Command-line interface (CLI) to train Tacotron 2 using .wav <=> .TextGrid pairs.
Project description
tacotron-cli
Command-line interface (CLI) to train Tacotron 2 using .wav <=> .TextGrid pairs.
Features
- train phoneme stress separately (ARPAbet/IPA)
- train phoneme tone separately (IPA)
- train phoneme duration separately (IPA)

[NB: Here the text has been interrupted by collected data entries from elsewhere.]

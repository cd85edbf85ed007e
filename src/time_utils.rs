// SPDX-License-Identifier: MIT
// Copyright 2026 Roland Dreier <roland@rolandd.dev>

//! Shared helpers for date/time handling.
//!
//! Streaks are tracked at UTC day granularity.

use chrono::{DateTime, NaiveDate, SecondsFormat, Utc};

/// Format a UTC timestamp as RFC3339 using a `Z` suffix.
pub fn format_utc_rfc3339(date: DateTime<Utc>) -> String {
    date.to_rfc3339_opts(SecondsFormat::Secs, true)
}

/// Truncate a timestamp to its UTC calendar day.
pub fn utc_day(at: DateTime<Utc>) -> NaiveDate {
    at.date_naive()
}

/// Whole days from `earlier` to `later` (negative if `later` is before `earlier`).
pub fn days_between(earlier: NaiveDate, later: NaiveDate) -> i64 {
    later.signed_duration_since(earlier).num_days()
}
// SPDX-License-Identifier: MIT
// Copyright 2026 Roland Dreier <roland@rolandd.dev>

//! Middleware modules (admin access, response headers).

pub mod admin;
pub mod headers;

pub use admin::require_admin;
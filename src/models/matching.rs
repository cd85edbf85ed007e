// SPDX-License-Identifier: MIT
// Copyright 2026 Roland Dreier <roland@rolandd.dev>

//! Match and community diversity results.

use serde::Serialize;
#[cfg(feature = "binding-generation")]
use ts_rs::TS;

/// Pairwise similarity between two cultural profiles.
#[derive(Debug, Clone, PartialEq, Serialize)]
#[cfg_attr(feature = "binding-generation", derive(TS))]
#[cfg_attr(
    feature = "binding-generation",
    ts(export, export_to = "web/src/lib/generated/")
)]
#[serde(rename_all = "camelCase")]
pub struct MatchResult {
    pub user_id1: String,
    pub user_id2: String,
    /// Weighted overlap in [0, 1]
    pub similarity_score: f64,
    pub shared_languages: Vec<String>,
    pub shared_interests: Vec<String>,
    /// Value of connecting users across cultures, in [0, 1]
    pub cultural_bridge_potential: f64,
    pub recommendation_reason: String,
}

impl MatchResult {
    /// Sort key used when cross-cultural matches are prioritised.
    pub fn cross_cultural_score(&self) -> f64 {
        self.similarity_score + self.cultural_bridge_potential * 0.5
    }
}

#[derive(Debug, Clone, PartialEq, Eq, Serialize)]
#[cfg_attr(feature = "binding-generation", derive(TS))]
#[cfg_attr(
    feature = "binding-generation",
    ts(export, export_to = "web/src/lib/generated/")
)]
pub struct LanguageCount {
    pub language: String,
    pub count: u32,
}

#[derive(Debug, Clone, PartialEq, Eq, Serialize)]
#[cfg_attr(feature = "binding-generation", derive(TS))]
#[cfg_attr(
    feature = "binding-generation",
    ts(export, export_to = "web/src/lib/generated/")
)]
pub struct GroupCount {
    pub group: String,
    pub count: u32,
}

/// Community-wide language and cultural group breakdown.
#[derive(Debug, Clone, PartialEq, Serialize)]
#[cfg_attr(feature = "binding-generation", derive(TS))]
#[cfg_attr(
    feature = "binding-generation",
    ts(export, export_to = "web/src/lib/generated/")
)]
#[serde(rename_all = "camelCase")]
pub struct CommunityDiversity {
    pub total_users: u32,
    pub languages_represented: Vec<LanguageCount>,
    pub cultural_groups: Vec<GroupCount>,
    /// Simpson diversity index scaled to 0-100
    pub diversity_score: u32,
    pub bridging_opportunities: Vec<String>,
}
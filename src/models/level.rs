// SPDX-License-Identifier: MIT
// Copyright 2026 Roland Dreier <roland@rolandd.dev>

//! Levels derived from cumulative points.

use serde::Serialize;
#[cfg(feature = "binding-generation")]
use ts_rs::TS;

/// Minimum points required for each level (index = level).
pub const LEVEL_THRESHOLDS: [u64; 8] = [0, 100, 250, 500, 1000, 2000, 5000, 10000];

/// Highest reachable level.
pub const MAX_LEVEL: u8 = (LEVEL_THRESHOLDS.len() - 1) as u8;

const LEVEL_TITLES: [&str; 8] = [
    "Seed", "Sprout", "Bloom", "Growth", "Flourish", "Harvest", "Champion", "Legend",
];

const LEVEL_BADGES: [&str; 8] = ["🌱", "🌿", "🌸", "🌳", "🌺", "🌾", "🏆", "👑"];

/// Display information for a level.
#[derive(Debug, Clone, PartialEq, Eq, Serialize)]
#[cfg_attr(feature = "binding-generation", derive(TS))]
#[cfg_attr(
    feature = "binding-generation",
    ts(export, export_to = "web/src/lib/generated/")
)]
#[serde(rename_all = "camelCase")]
pub struct LevelInfo {
    pub level: u8,
    pub badge: &'static str,
    pub title: &'static str,
    /// Points needed for the next level (the top threshold once maxed out)
    #[cfg_attr(feature = "binding-generation", ts(type = "number"))]
    pub next_threshold: u64,
}

/// Highest level whose threshold is covered by `total_points`.
pub fn level_of(total_points: u64) -> u8 {
    LEVEL_THRESHOLDS
        .iter()
        .rposition(|&threshold| total_points >= threshold)
        .unwrap_or(0) as u8
}

/// Badge, title and next threshold for a level, clamped to the last entry.
pub fn level_info(level: u8) -> LevelInfo {
    let idx = usize::from(level.min(MAX_LEVEL));
    let next_threshold = LEVEL_THRESHOLDS
        .get(idx + 1)
        .copied()
        .unwrap_or(LEVEL_THRESHOLDS[LEVEL_THRESHOLDS.len() - 1]);

    LevelInfo {
        level: idx as u8,
        badge: LEVEL_BADGES[idx],
        title: LEVEL_TITLES[idx],
        next_threshold,
    }
}

#[cfg(test)]
mod tests {
    use super::*;

    #[test]
    fn test_level_boundaries() {
        assert_eq!(level_of(0), 0);
        assert_eq!(level_of(99), 0);
        assert_eq!(level_of(100), 1);
        assert_eq!(level_of(249), 1);
        assert_eq!(level_of(250), 2);
        assert_eq!(level_of(999), 3);
        assert_eq!(level_of(1000), 4);
        assert_eq!(level_of(5000), 6);
        assert_eq!(level_of(10000), 7);
        assert_eq!(level_of(u64::MAX), 7);
    }

    #[test]
    fn test_level_is_monotonic() {
        let mut previous = 0;
        for points in (0..12_000).step_by(7) {
            let level = level_of(points);
            assert!(level >= previous, "level dropped at {} points", points);
            previous = level;
        }
    }

    #[test]
    fn test_level_info_lookup() {
        let info = level_info(0);
        assert_eq!(info.title, "Seed");
        assert_eq!(info.badge, "🌱");
        assert_eq!(info.next_threshold, 100);

        let info = level_info(6);
        assert_eq!(info.title, "Champion");
        assert_eq!(info.next_threshold, 10000);
    }

    #[test]
    fn test_level_info_clamps_out_of_range() {
        let top = level_info(MAX_LEVEL);
        assert_eq!(top.title, "Legend");
        assert_eq!(top.next_threshold, 10000);

        assert_eq!(level_info(42), top);
    }
}
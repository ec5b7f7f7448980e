pub mod curve_types;
pub mod secp256k1;
pub mod secp256k1_base;
pub mod layout;
pub mod precision;
pub mod table;

pub use layout::CombLayout;
pub use precision::Precision;
pub use table::CombTable;
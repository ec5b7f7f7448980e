//! Curve-level constants for secp256k1: y² = x³ + 7 over the base field.

use num::bigint::BigUint;

use crate::curve::curve_types::AffinePoint;
use crate::field::secp256k1_base::Secp256k1Base;

#[derive(Debug, Copy, Clone, Eq, Hash, PartialEq)]
pub struct Secp256k1;

impl Secp256k1 {
    /// *b* = 7
    pub const B: Secp256k1Base = Secp256k1Base::from_canonical_u64(7);

    /// SEC 2 base point **G**
    pub const GENERATOR_AFFINE: AffinePoint = AffinePoint::Finite {
        x: SECP256K1_GENERATOR_X,
        y: SECP256K1_GENERATOR_Y,
    };

    /// Group order
    /// ```text
    /// n = 0xfffffffffffffffffffffffffffffffebaaedce6af48a03bbfd25e8cd0364141
    /// ```
    pub fn order() -> BigUint {
        BigUint::from_slice(&[
            0xD0364141, 0xBFD25E8C, 0xAF48A03B, 0xBAAEDCE6, 0xFFFFFFFE, 0xFFFFFFFF, 0xFFFFFFFF,
            0xFFFFFFFF,
        ])
    }
}

/* -------------------------------------------------------------------------- */
/*                               Base-point                                   */
/* -------------------------------------------------------------------------- */

/// Gₓ = `79BE667EF9DCBBAC55A06295CE870B07029BFCDB2DCE28D959F2815B16F81798`
const SECP256K1_GENERATOR_X: Secp256k1Base = Secp256k1Base::from_canonical_limbs([
    0x59F2815B16F81798,
    0x029BFCDB2DCE28D9,
    0x55A06295CE870B07,
    0x79BE667EF9DCBBAC,
]);

/// Gᵧ = `483ADA7726A3C4655DA4FBFC0E1108A8FD17B448A68554199C47D08FFB10D4B8`
const SECP256K1_GENERATOR_Y: Secp256k1Base = Secp256k1Base::from_canonical_limbs([
    0x9C47D08FFB10D4B8,
    0xFD17B448A6855419,
    0x5DA4FBFC0E1108A8,
    0x483ADA7726A3C465,
]);

/* -------------------------------------------------------------------------- */
/*                                   tests                                    */
/* -------------------------------------------------------------------------- */
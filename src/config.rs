//! Generation settings, read from the environment the build glue sets up.

use std::path::{Path, PathBuf};

use log::warn;
use serde::{Deserialize, Serialize};

use crate::comb::precision::Precision;
use crate::error::{Error, Result};
use crate::serialize::OutputFormat;

pub const PRECISION_VAR: &str = "SECP256K1_ECMULT_GEN_PRECISION";
pub const WINDOW_SIZE_VAR: &str = "SECP256K1_ECMULT_WINDOW_SIZE";
pub const FORMAT_VAR: &str = "SECP256K1_GEN_CONTEXT_FORMAT";

/// Artifacts land here, relative to the invocation's working directory.
pub const OUTPUT_DIR: &str = "src";

/// Window width of the consuming library's variable-base table.
///
/// Carried for the build glue's benefit only; table generation ignores it.
#[derive(Debug, Copy, Clone, PartialEq, Eq, Hash, Serialize, Deserialize)]
#[serde(try_from = "u32", into = "u32")]
pub struct WindowSize(u32);

impl WindowSize {
    pub const MIN: u32 = 2;
    pub const MAX: u32 = 15;

    #[inline]
    pub fn get(self) -> u32 {
        self.0
    }
}

impl Default for WindowSize {
    fn default() -> Self {
        Self(Self::MAX)
    }
}

impl TryFrom<u32> for WindowSize {
    type Error = Error;

    fn try_from(value: u32) -> Result<Self> {
        if (Self::MIN..=Self::MAX).contains(&value) {
            Ok(Self(value))
        } else {
            Err(Error::InvalidWindowSize(value))
        }
    }
}

impl From<WindowSize> for u32 {
    fn from(value: WindowSize) -> Self {
        value.0
    }
}

#[derive(Debug, Clone, PartialEq, Eq, Serialize, Deserialize)]
pub struct GeneratorConfig {
    pub precision: Precision,
    pub window_size: WindowSize,
    pub format: OutputFormat,
    pub output_dir: PathBuf,
}

impl Default for GeneratorConfig {
    fn default() -> Self {
        Self {
            precision: Precision::default(),
            window_size: WindowSize::default(),
            format: OutputFormat::default(),
            output_dir: PathBuf::from(OUTPUT_DIR),
        }
    }
}

impl GeneratorConfig {
    pub fn from_env() -> Result<Self> {
        Self::from_lookup(|name| std::env::var(name).ok())
    }

    /// Builds a config from `lookup`, which maps a variable name to its value.
    ///
    /// An unusable window size is only warned about, since nothing here
    /// consumes it. Precision and format errors are fatal.
    pub fn from_lookup<F>(lookup: F) -> Result<Self>
    where
        F: Fn(&str) -> Option<String>,
    {
        let mut config = Self::default();

        if let Some(value) = lookup(PRECISION_VAR) {
            config.precision = value.parse()?;
        }
        if let Some(value) = lookup(FORMAT_VAR) {
            config.format = value.parse()?;
        }
        if let Some(value) = lookup(WINDOW_SIZE_VAR) {
            match parse_window_size(&value) {
                Ok(window_size) => config.window_size = window_size,
                Err(err) => warn!("ignoring {WINDOW_SIZE_VAR}: {err}"),
            }
        }
        Ok(config)
    }

    /// Directory the artifact is written to, under `root`.
    pub fn output_path(&self, root: &Path) -> PathBuf {
        root.join(&self.output_dir)
    }
}

fn parse_window_size(value: &str) -> Result<WindowSize> {
    let raw: u32 = value.trim().parse().map_err(|_| Error::MalformedEnv {
        name: WINDOW_SIZE_VAR,
        value: value.to_owned(),
    })?;
    WindowSize::try_from(raw)
}
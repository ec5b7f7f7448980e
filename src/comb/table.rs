//! Fixed-base comb table for the generator.
//!
//! `table[b][v] = v · 2^(b · bits_per_block) · G`. A scalar `k` is recovered
//! by summing one entry per block, indexed by the block's window of `k`.

use log::{debug, info};
use num::bigint::BigUint;
use num::One;

use crate::comb::layout::CombLayout;
use crate::comb::precision::Precision;
use crate::curve::curve_types::{AffinePoint, ProjectivePoint};
use crate::curve::secp256k1::Secp256k1;
use crate::error::{Error, Result};

#[derive(Debug, Clone, PartialEq, Eq)]
pub struct CombTable {
    layout: CombLayout,
    blocks: Vec<Vec<AffinePoint>>,
}

impl CombTable {
    pub fn for_precision(generator: &AffinePoint, precision: Precision) -> Result<Self> {
        Self::build(generator, precision.layout())
    }

    /// Builds every block from its base `B_b = 2^(b · w) · G`.
    ///
    /// Within a block, entry `v` is entry `v − 2^j` plus `2^j · B_b`, where `j`
    /// is the lowest set bit of `v`. Block bases are chained by doubling.
    pub fn build(generator: &AffinePoint, layout: CombLayout) -> Result<Self> {
        let mut base = generator.to_projective();
        let mut blocks = Vec::with_capacity(layout.blocks());

        for block in 0..layout.blocks() {
            let bits = layout.block_bits(block) as usize;

            // powers[j] = 2^j · B_b
            let mut powers = Vec::with_capacity(bits);
            powers.push(base);
            for j in 1..bits {
                powers.push(powers[j - 1].double());
            }

            let size = 1usize << bits;
            let mut entries = Vec::with_capacity(size);
            entries.push(ProjectivePoint::Identity);
            for v in 1..size {
                let j = v.trailing_zeros() as usize;
                let entry = entries[v - (1 << j)] + powers[j];
                entries.push(entry);
            }

            blocks.push(ProjectivePoint::batch_to_affine(&entries)?);
            debug!("built comb block {block} ({size} entries)");

            base = powers[bits - 1].double();
        }

        info!(
            "built comb table: {} blocks, {} entries",
            layout.blocks(),
            layout.total_entries()
        );
        Ok(Self { layout, blocks })
    }

    /// Re-derives every entry independently of `build` and compares.
    ///
    /// Each block base is recomputed with a fresh double-and-add of the
    /// generator; entries are then checked against a running sum of that base.
    pub fn verify(&self, generator: &AffinePoint) -> Result<()> {
        if self.blocks.len() != self.layout.blocks() {
            return Err(Error::TableVerification {
                block: self.blocks.len().min(self.layout.blocks()),
                value: 0,
            });
        }

        let g = generator.to_projective();
        let n = Secp256k1::order();
        for (block, entries) in self.blocks.iter().enumerate() {
            if entries.len() != self.layout.entries_in_block(block) {
                return Err(Error::TableVerification {
                    block,
                    value: entries.len(),
                });
            }

            let shift = (BigUint::one() << self.layout.shift(block)) % &n;
            let block_base = g.scalar_multiply(&shift);

            let mut expected = ProjectivePoint::Identity;
            for (value, entry) in entries.iter().enumerate() {
                if !entry.is_on_curve() || expected != *entry {
                    return Err(Error::TableVerification { block, value });
                }
                expected = expected + block_base;
            }
        }

        info!("verified {} comb table entries", self.layout.total_entries());
        Ok(())
    }

    /// `k · G` as the sum of one entry per block.
    pub fn multiply(&self, k: &BigUint) -> ProjectivePoint {
        let k = k % Secp256k1::order();
        self.layout
            .digits(&k)
            .into_iter()
            .zip(self.blocks.iter())
            .fold(ProjectivePoint::Identity, |acc, (digit, entries)| {
                acc + entries[digit]
            })
    }

    #[inline]
    pub fn layout(&self) -> CombLayout {
        self.layout
    }

    #[inline]
    pub fn blocks(&self) -> &[Vec<AffinePoint>] {
        &self.blocks
    }

    pub fn get(&self, block: usize, value: usize) -> Option<&AffinePoint> {
        self.blocks.get(block).and_then(|entries| entries.get(value))
    }

    /// All entries in (block, value) order.
    pub fn iter(&self) -> impl Iterator<Item = (usize, usize, &AffinePoint)> {
        self.blocks.iter().enumerate().flat_map(|(block, entries)| {
            entries
                .iter()
                .enumerate()
                .map(move |(value, point)| (block, value, point))
        })
    }
}

#[cfg(test)]
mod tests {
    use k256::elliptic_curve::sec1::ToEncodedPoint;
    use num::bigint::RandBigInt;
    use rand::rngs::StdRng;
    use rand::SeedableRng;
    use rstest::rstest;

    use super::*;
    use crate::field::secp256k1_base::Secp256k1Base;

    const G: AffinePoint = Secp256k1::GENERATOR_AFFINE;

    #[rstest]
    #[case(Precision::Two)]
    #[case(Precision::Four)]
    #[case(Precision::Eight)]
    fn table_shape_and_identity_column(#[case] precision: Precision) {
        let table = CombTable::for_precision(&G, precision).unwrap();
        let bits = precision.bits() as usize;
        assert_eq!(table.blocks().len(), 256 / bits);
        for entries in table.blocks() {
            assert_eq!(entries.len(), 1 << bits);
            assert!(entries[0].is_identity());
            assert!(entries.iter().all(|p| p.is_on_curve()));
        }
        assert_eq!(table.get(0, 1), Some(&G));
        assert_eq!(table.iter().count(), table.layout().total_entries());
    }

    #[rstest]
    #[case(Precision::Two)]
    #[case(Precision::Four)]
    #[case(Precision::Eight)]
    fn table_passes_verification(#[case] precision: Precision) {
        let table = CombTable::for_precision(&G, precision).unwrap();
        table.verify(&G).unwrap();
    }

    #[rstest]
    #[case(Precision::Two)]
    #[case(Precision::Four)]
    #[case(Precision::Eight)]
    fn reconstructs_random_multiples(#[case] precision: Precision) {
        let table = CombTable::for_precision(&G, precision).unwrap();
        let g = G.to_projective();
        let n = Secp256k1::order();
        let mut rng = StdRng::seed_from_u64(u64::from(precision.bits()));

        let mut scalars = vec![BigUint::default(), BigUint::one(), &n - 1u32];
        scalars.extend((0..8).map(|_| rng.gen_biguint_below(&n)));
        for k in scalars {
            assert_eq!(table.multiply(&k), g.scalar_multiply(&k), "k = {k:x}");
        }
    }

    #[test]
    fn partial_final_block_is_complete() {
        let layout = CombLayout::new(7).unwrap();
        let table = CombTable::build(&G, layout).unwrap();
        assert_eq!(table.blocks().len(), 37);
        assert_eq!(table.blocks()[35].len(), 128);
        assert_eq!(table.blocks()[36].len(), 16);
        table.verify(&G).unwrap();

        let top = BigUint::one() << 255u32;
        assert_eq!(table.multiply(&top), G.to_projective().scalar_multiply(&top));
    }

    #[test]
    fn matches_k256_multiples() {
        let table = CombTable::for_precision(&G, Precision::Four).unwrap();
        let mut base = k256::ProjectivePoint::GENERATOR;
        for block in 0..table.blocks().len() {
            if block % 9 == 0 {
                for value in [1u64, 7, 15] {
                    let expected = (base * k256::Scalar::from(value)).to_affine();
                    let encoded = expected.to_encoded_point(false);
                    let x: [u8; 32] = encoded.x().unwrap().as_slice().try_into().unwrap();
                    let y: [u8; 32] = encoded.y().unwrap().as_slice().try_into().unwrap();
                    let (ours_x, ours_y) = table.get(block, value as usize).unwrap().coordinates().unwrap();
                    assert_eq!(ours_x, Secp256k1Base::from_be_bytes(&x).unwrap());
                    assert_eq!(ours_y, Secp256k1Base::from_be_bytes(&y).unwrap());
                }
            }
            for _ in 0..4 {
                base = base.double();
            }
        }
    }

    #[test]
    fn tampered_entry_fails_verification() {
        let mut table = CombTable::for_precision(&G, Precision::Two).unwrap();
        table.blocks[5].swap(1, 2);
        assert!(matches!(
            table.verify(&G),
            Err(Error::TableVerification { block: 5, value: 1 })
        ));
    }

    #[test]
    fn off_curve_entry_fails_verification() {
        let mut table = CombTable::for_precision(&G, Precision::Two).unwrap();
        table.blocks[3][2] = AffinePoint::Finite {
            x: Secp256k1Base::ONE,
            y: Secp256k1Base::ONE,
        };
        assert!(matches!(
            table.verify(&G),
            Err(Error::TableVerification { block: 3, value: 2 })
        ));
    }

    #[test]
    fn missing_block_fails_verification() {
        let mut table = CombTable::for_precision(&G, Precision::Eight).unwrap();
        table.blocks.pop();
        assert!(table.verify(&G).is_err());
    }
}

- train single/multi-speaker
- train/synthesize on CPU or GPU
- synthesis of paragraphs
- copy embeddings from one checkpoint to another
- train using embeddings or one-hot encodings
Installation
pip install tacotron-cli --user
Usage
usage: tacotron-cli [-h] [-v] {train,continue-train,validate,synthesize,analyze,add-missing-symbols} ...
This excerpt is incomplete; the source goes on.